---- GIVEN ENTRIES

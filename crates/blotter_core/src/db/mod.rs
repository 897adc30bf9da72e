//! SQLite storage bootstrap and schema migration entry points.
//!
//! # Responsibility
//! - Open and configure SQLite connections for the console store.
//! - Apply schema migrations in deterministic order.
//!
//! # Invariants
//! - Migration version is tracked via `PRAGMA user_version`.
//! - Store code must not read/write entries before migrations succeed.

use std::error::Error;
use std::fmt::{Display, Formatter};

pub mod migrations;
mod open;

pub use open::{open_db, open_db_in_memory};

pub type DbResult<T> = Result<T, DbError>;

#[derive(Debug)]
pub enum DbError {
    Sqlite(rusqlite::Error),
    UnsupportedSchemaVersion {
        db_version: u32,
        latest_supported: u32,
    },
}

impl Display for DbError {
    fn fmt(&self, f: &mut Formatter<'_>) -> std::fmt::Result {
        match self {
            Self::Sqlite(err) => write!(f, "{err}"),
            Self::UnsupportedSchemaVersion {
                db_version,
                latest_supported,
            } => write!(
                f,
                "database schema version {db_version} is newer than supported {latest_supported}"
            ),
        }
    }
}

impl Error for DbError {
    fn source(&self) -> Option<&(dyn Error + 'static)> {
        match self {
            Self::Sqlite(err) => Some(err),
            Self::UnsupportedSchemaVersion { .. } => None,
        }
    }
}

impl From<rusqlite::Error> for DbError {
    fn from(value: rusqlite::Error) -> Self {
        Self::Sqlite(value)
    }
}
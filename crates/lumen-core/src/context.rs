use secrecy::SecretString;

/// Header name for user-provided provider API keys (BYOK)
pub const PROVIDER_API_KEY_HEADER: &str = "X-Provider-API-Key";

/// Runtime context for provider requests
#[derive(Debug, Clone)]
pub struct RequestContext {
    /// HTTP request parts (method, URI, headers, extensions)
    pub parts: http::request::Parts,
    /// User-provided API key that overrides the configured key
    pub api_key: Option<SecretString>,
}

impl RequestContext {
    /// Build a context from incoming request parts
    ///
    /// Picks up a per-request provider key from [`PROVIDER_API_KEY_HEADER`].
    /// Blank header values are ignored.
    pub fn from_parts(parts: http::request::Parts) -> Self {
        let api_key = parts
            .headers
            .get(PROVIDER_API_KEY_HEADER)
            .and_then(|value| value.to_str().ok())
            .map(str::trim)
            .filter(|value| !value.is_empty())
            .map(|value| SecretString::from(value.to_owned()));

        Self { parts, api_key }
    }

    /// Context for direct library callers, with no headers and no provider key
    pub fn empty() -> Self {
        let (parts, ()) = http::Request::builder()
            .method(http::Method::GET)
            .uri("/")
            .body(())
            .expect("valid minimal request")
            .into_parts();

        Self { parts, api_key: None }
    }

    /// Access request headers
    pub const fn headers(&self) -> &http::HeaderMap {
        &self.parts.headers
    }
}
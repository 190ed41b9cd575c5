//! Types shared by every Lumen feature crate

#![allow(clippy::must_use_candidate)]

mod context;
mod error;

pub use context::{PROVIDER_API_KEY_HEADER, RequestContext};
pub use error::{ErrorBody, ErrorEnvelope, HttpError};
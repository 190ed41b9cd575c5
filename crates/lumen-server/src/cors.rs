use http::{Method, header::HeaderName};
use lumen_config::{AnyOrList, CorsConfig};
use tower_http::cors::{AllowHeaders, AllowMethods, AllowOrigin, CorsLayer};

/// Build a Tower CORS layer from configuration
///
/// Entries that fail to parse are skipped.
pub fn cors_layer(config: &CorsConfig) -> CorsLayer {
    let mut layer = CorsLayer::new()
        .allow_origin(match &config.origins {
            AnyOrList::Any => AllowOrigin::any(),
            AnyOrList::List(origins) => AllowOrigin::list(parsed(origins)),
        })
        .allow_methods(match &config.methods {
            AnyOrList::Any => AllowMethods::any(),
            AnyOrList::List(methods) => AllowMethods::list(parsed::<Method>(methods)),
        })
        .allow_headers(match &config.headers {
            AnyOrList::Any => AllowHeaders::any(),
            AnyOrList::List(headers) => AllowHeaders::list(parsed::<HeaderName>(headers)),
        });

    if config.credentials {
        layer = layer.allow_credentials(true);
    }

    if let Some(max_age) = config.max_age_duration() {
        layer = layer.max_age(max_age);
    }

    layer
}

fn parsed<T: std::str::FromStr>(values: &[String]) -> Vec<T> {
    values.iter().filter_map(|value| value.parse().ok()).collect()
}
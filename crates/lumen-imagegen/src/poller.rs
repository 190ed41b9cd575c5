use std::{future::Future, time::Duration};

use tokio_util::sync::CancellationToken;

use crate::{
    error::{ErrorKind, ProviderError, Result},
    provider::cancellable,
    types::TaskHandle,
};

/// Observation from one status check
#[derive(Debug)]
pub enum TaskPoll<T> {
    /// Job still running; keep polling
    Pending,
    /// Job finished; carries the payload to normalize
    Succeeded(T),
    /// Job failed; carries the provider's message when it sent one
    Failed(Option<String>),
}

/// Number of status checks that fit into `timeout` at `interval` spacing
///
/// Always at least one, so a budget shorter than the interval still polls once.
pub fn max_attempts(timeout: Duration, interval: Duration) -> u32 {
    let interval = interval.as_millis().max(1);
    let attempts = timeout.as_millis().div_ceil(interval).max(1);

    u32::try_from(attempts).unwrap_or(u32::MAX)
}

/// Bounded submit-then-poll driver
///
/// Each attempt sleeps for the interval and then runs one status check.
/// Check errors are tolerated until the final attempt; cancellation never is.
#[derive(Debug, Clone, Copy)]
pub struct TaskPoller {
    interval: Duration,
    timeout: Duration,
}

impl TaskPoller {
    pub const fn new(interval: Duration, timeout: Duration) -> Self {
        Self { interval, timeout }
    }

    pub fn max_attempts(&self) -> u32 {
        max_attempts(self.timeout, self.interval)
    }

    /// Poll until the job reaches a terminal state or the budget runs out
    ///
    /// `check` receives the 1-based attempt number.
    ///
    /// # Errors
    ///
    /// - [`ErrorKind::TaskFailed`] when the provider reports failure
    /// - [`ErrorKind::Timeout`] when every attempt saw a pending job
    /// - [`ErrorKind::Cancelled`] when `cancel` fires during a sleep or check
    /// - the check's own error when it fails on the final attempt
    pub async fn run<T, F, Fut>(
        &self,
        provider: &str,
        handle: &TaskHandle,
        cancel: &CancellationToken,
        mut check: F,
    ) -> Result<T>
    where
        F: FnMut(u32) -> Fut,
        Fut: Future<Output = Result<TaskPoll<T>>>,
    {
        let attempts = self.max_attempts();

        for attempt in 1..=attempts {
            cancellable(provider, cancel, tokio::time::sleep(self.interval)).await?;

            match check(attempt).await {
                Ok(TaskPoll::Pending) => {
                    tracing::debug!(provider, task_id = handle.task_id(), attempt, attempts, "task still pending");
                }
                Ok(TaskPoll::Succeeded(payload)) => {
                    tracing::debug!(provider, task_id = handle.task_id(), attempt, "task succeeded");
                    return Ok(payload);
                }
                Ok(TaskPoll::Failed(message)) => {
                    let message = message.filter(|m| !m.trim().is_empty());
                    tracing::warn!(provider, task_id = handle.task_id(), attempt, ?message, "task failed");
                    return Err(ProviderError::new(
                        ErrorKind::TaskFailed,
                        provider,
                        message.unwrap_or_else(|| "Unknown error".to_string()),
                    ));
                }
                Err(e) if e.kind() == ErrorKind::Cancelled || attempt == attempts => return Err(e),
                Err(e) => {
                    tracing::warn!(
                        provider,
                        task_id = handle.task_id(),
                        attempt,
                        error = %e,
                        "task status check failed, retrying"
                    );
                }
            }
        }

        Err(ProviderError::new(
            ErrorKind::Timeout,
            provider,
            format!("task timed out after {} seconds", self.timeout.as_secs_f64()),
        ))
    }
}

--------

• **ASSIGNMENT**
Write out all the records above one more time, exactly.

• **OUTPUT FOR THIS TASK**
filename crates/blotter_core/src/db/mod.rs
repository 897adc30bf9da72e
//! SQLite storage bootstrap and schema migration entry points.
//!
//! # Responsibility
//! - Open and configure SQLite connections for the console store.
//! - Apply schema migrations in deterministic order.
//!
//! # Invariants
//! - Migration version is tracked via `PRAGMA user_version`.
//! - Store code must not read/write entries before migrations succeed.

use std::error::Error;
use std::fmt::{Display, Formatter};

pub mod migrations;
mod open;

pub use open::{open_db, open_db_in_memory};

pub type DbResult<T> = Result<T, DbError>;

#[derive(Debug)]
pub enum DbError {
    Sqlite(rusqlite::Error),
    UnsupportedSchemaVersion {
        db_version: u32,
        latest_supported: u32,
    },
}

impl Display for DbError {
    fn fmt(&self, f: &mut Formatter<'_>) -> std::fmt::Result {
        match self {
            Self::Sqlite(err) => write!(f, "{err}"),
            Self::UnsupportedSchemaVersion {
                db_version,
                latest_supported,
            } => write!(
                f,
                "database schema version {db_version} is newer than supported {latest_supported}"
            ),
        }
    }
}

impl Error for DbError {
    fn source(&self) -> Option<&(dyn Error + 'static)> {
        match self {
            Self::Sqlite(err) => Some(err),
            Self::UnsupportedSchemaVersion { .. } => None,
        }
    }
}

impl From<rusqlite::Error> for DbError {
    fn from(value: rusqlite::Error) -> Self {
        Self::Sqlite(value)
    }
}
filename crates/lumen-core/src/context.rs
use secrecy::SecretString;

/// Header name for user-provided provider API keys (BYOK)
pub const PROVIDER_API_KEY_HEADER: &str = "X-Provider-API-Key";

/// Runtime context for provider requests
#[derive(Debug, Clone)]
pub struct RequestContext {
    /// HTTP request parts (method, URI, headers, extensions)
    pub parts: http::request::Parts,
    /// User-provided API key that overrides the configured key
    pub api_key: Option<SecretString>,
}

impl RequestContext {
    /// Build a context from incoming request parts
    ///
    /// Picks up a per-request provider key from [`PROVIDER_API_KEY_HEADER`].
    /// Blank header values are ignored.
    pub fn from_parts(parts: http::request::Parts) -> Self {
        let api_key = parts
            .headers
            .get(PROVIDER_API_KEY_HEADER)
            .and_then(|value| value.to_str().ok())
            .map(str::trim)
            .filter(|value| !value.is_empty())
            .map(|value| SecretString::from(value.to_owned()));

        Self { parts, api_key }
    }

    /// Context for direct library callers, with no headers and no provider key
    pub fn empty() -> Self {
        let (parts, ()) = http::Request::builder()
            .method(http::Method::GET)
            .uri("/")
            .body(())
            .expect("valid minimal request")
            .into_parts();

        Self { parts, api_key: None }
    }

    /// Access request headers
    pub const fn headers(&self) -> &http::HeaderMap {
        &self.parts.headers
    }
}
repository 190ed41b9cd575c5
//! Types shared by every Lumen feature crate

#![allow(clippy::must_use_candidate)]

mod context;
mod error;

pub use context::{PROVIDER_API_KEY_HEADER, RequestContext};
pub use error::{ErrorBody, ErrorEnvelope, HttpError};
repository 190ed41b9cd575c5
filename crates/lumen-server/src/cors.rs
use http::{Method, header::HeaderName};
use lumen_config::{AnyOrList, CorsConfig};
use tower_http::cors::{AllowHeaders, AllowMethods, AllowOrigin, CorsLayer};

/// Build a Tower CORS layer from configuration
///
/// Entries that fail to parse are skipped.
pub fn cors_layer(config: &CorsConfig) -> CorsLayer {
    let mut layer = CorsLayer::new()
        .allow_origin(match &config.origins {
            AnyOrList::Any => AllowOrigin::any(),
            AnyOrList::List(origins) => AllowOrigin::list(parsed(origins)),
        })
        .allow_methods(match &config.methods {
            AnyOrList::Any => AllowMethods::any(),
            AnyOrList::List(methods) => AllowMethods::list(parsed::<Method>(methods)),
        })
        .allow_headers(match &config.headers {
            AnyOrList::Any => AllowHeaders::any(),
            AnyOrList::List(headers) => AllowHeaders::list(parsed::<HeaderName>(headers)),
        });

    if config.credentials {
        layer = layer.allow_credentials(true);
    }

    if let Some(max_age) = config.max_age_duration() {
        layer = layer.max_age(max_age);
    }

    layer
}

fn parsed<T: std::str::FromStr>(values: &[String]) -> Vec<T> {
    values.iter().filter_map(|value| value.parse().ok()).collect()
}
filename crates/lumen-imagegen/src/poller.rs
repository 190ed41b9cd575c5
use std::{future::Future, time::Duration};

use tokio_util::sync::CancellationToken;

use crate::{
    error::{ErrorKind, ProviderError, Result},
    provider::cancellable,
    types::TaskHandle,
};

/// Observation from one status check
#[derive(Debug)]
pub enum TaskPoll<T> {
    /// Job still running; keep polling
    Pending,
    /// Job finished; carries the payload to normalize
    Succeeded(T),
    /// Job failed; carries the provider's message when it sent one
    Failed(Option<String>),
}

/// Number of status checks that fit into `timeout` at `interval` spacing
///
/// Always at least one, so a budget shorter than the interval still polls once.
pub fn max_attempts(timeout: Duration, interval: Duration) -> u32 {
    let interval = interval.as_millis().max(1);
    let attempts = timeout.as_millis().div_ceil(interval).max(1);

    u32::try_from(attempts).unwrap_or(u32::MAX)
}

/// Bounded submit-then-poll driver
///
/// Each attempt sleeps for the interval and then runs one status check.
/// Check errors are tolerated until the final attempt; cancellation never is.
#[derive(Debug, Clone, Copy)]
pub struct TaskPoller {
    interval: Duration,
    timeout: Duration,
}

impl TaskPoller {
    pub const fn new(interval: Duration, timeout: Duration) -> Self {
        Self { interval, timeout }
    }

    pub fn max_attempts(&self) -> u32 {
        max_attempts(self.timeout, self.interval)
    }

    /// Poll until the job reaches a terminal state or the budget runs out
    ///
    /// `check` receives the 1-based attempt number.
    ///
    /// # Errors
    ///
    /// - [`ErrorKind::TaskFailed`] when the provider reports failure
    /// - [`ErrorKind::Timeout`] when every attempt saw a pending job
    /// - [`ErrorKind::Cancelled`] when `cancel` fires during a sleep or check
    /// - the check's own error when it fails on the final attempt
    pub async fn run<T, F, Fut>(
        &self,
        provider: &str,
        handle: &TaskHandle,
        cancel: &CancellationToken,
        mut check: F,
    ) -> Result<T>
    where
        F: FnMut(u32) -> Fut,
        Fut: Future<Output = Result<TaskPoll<T>>>,
    {
        let attempts = self.max_attempts();

        for attempt in 1..=attempts {
            cancellable(provider, cancel, tokio::time::sleep(self.interval)).await?;

            match check(attempt).await {
                Ok(TaskPoll::Pending) => {
                    tracing::debug!(provider, task_id = handle.task_id(), attempt, attempts, "task still pending");
                }
                Ok(TaskPoll::Succeeded(payload)) => {
                    tracing::debug!(provider, task_id = handle.task_id(), attempt, "task succeeded");
                    return Ok(payload);
                }
                Ok(TaskPoll::Failed(message)) => {
                    let message = message.filter(|m| !m.trim().is_empty());
                    tracing::warn!(provider, task_id = handle.task_id(), attempt, ?message, "task failed");
                    return Err(ProviderError::new(
                        ErrorKind::TaskFailed,
                        provider,
                        message.unwrap_or_else(|| "Unknown error".to_string()),
                    ));
                }
                Err(e) if e.kind() == ErrorKind::Cancelled || attempt == attempts => return Err(e),
                Err(e) => {
                    tracing::warn!(
                        provider,
                        task_id = handle.task_id(),
                        attempt,
                        error = %e,
                        "task status check failed, retrying"
                    );
                }
            }
        }

        Err(ProviderError::new(
            ErrorKind::Timeout,
            provider,
            format!("task timed out after {} seconds", self.timeout.as_secs_f64()),
        ))
    }
}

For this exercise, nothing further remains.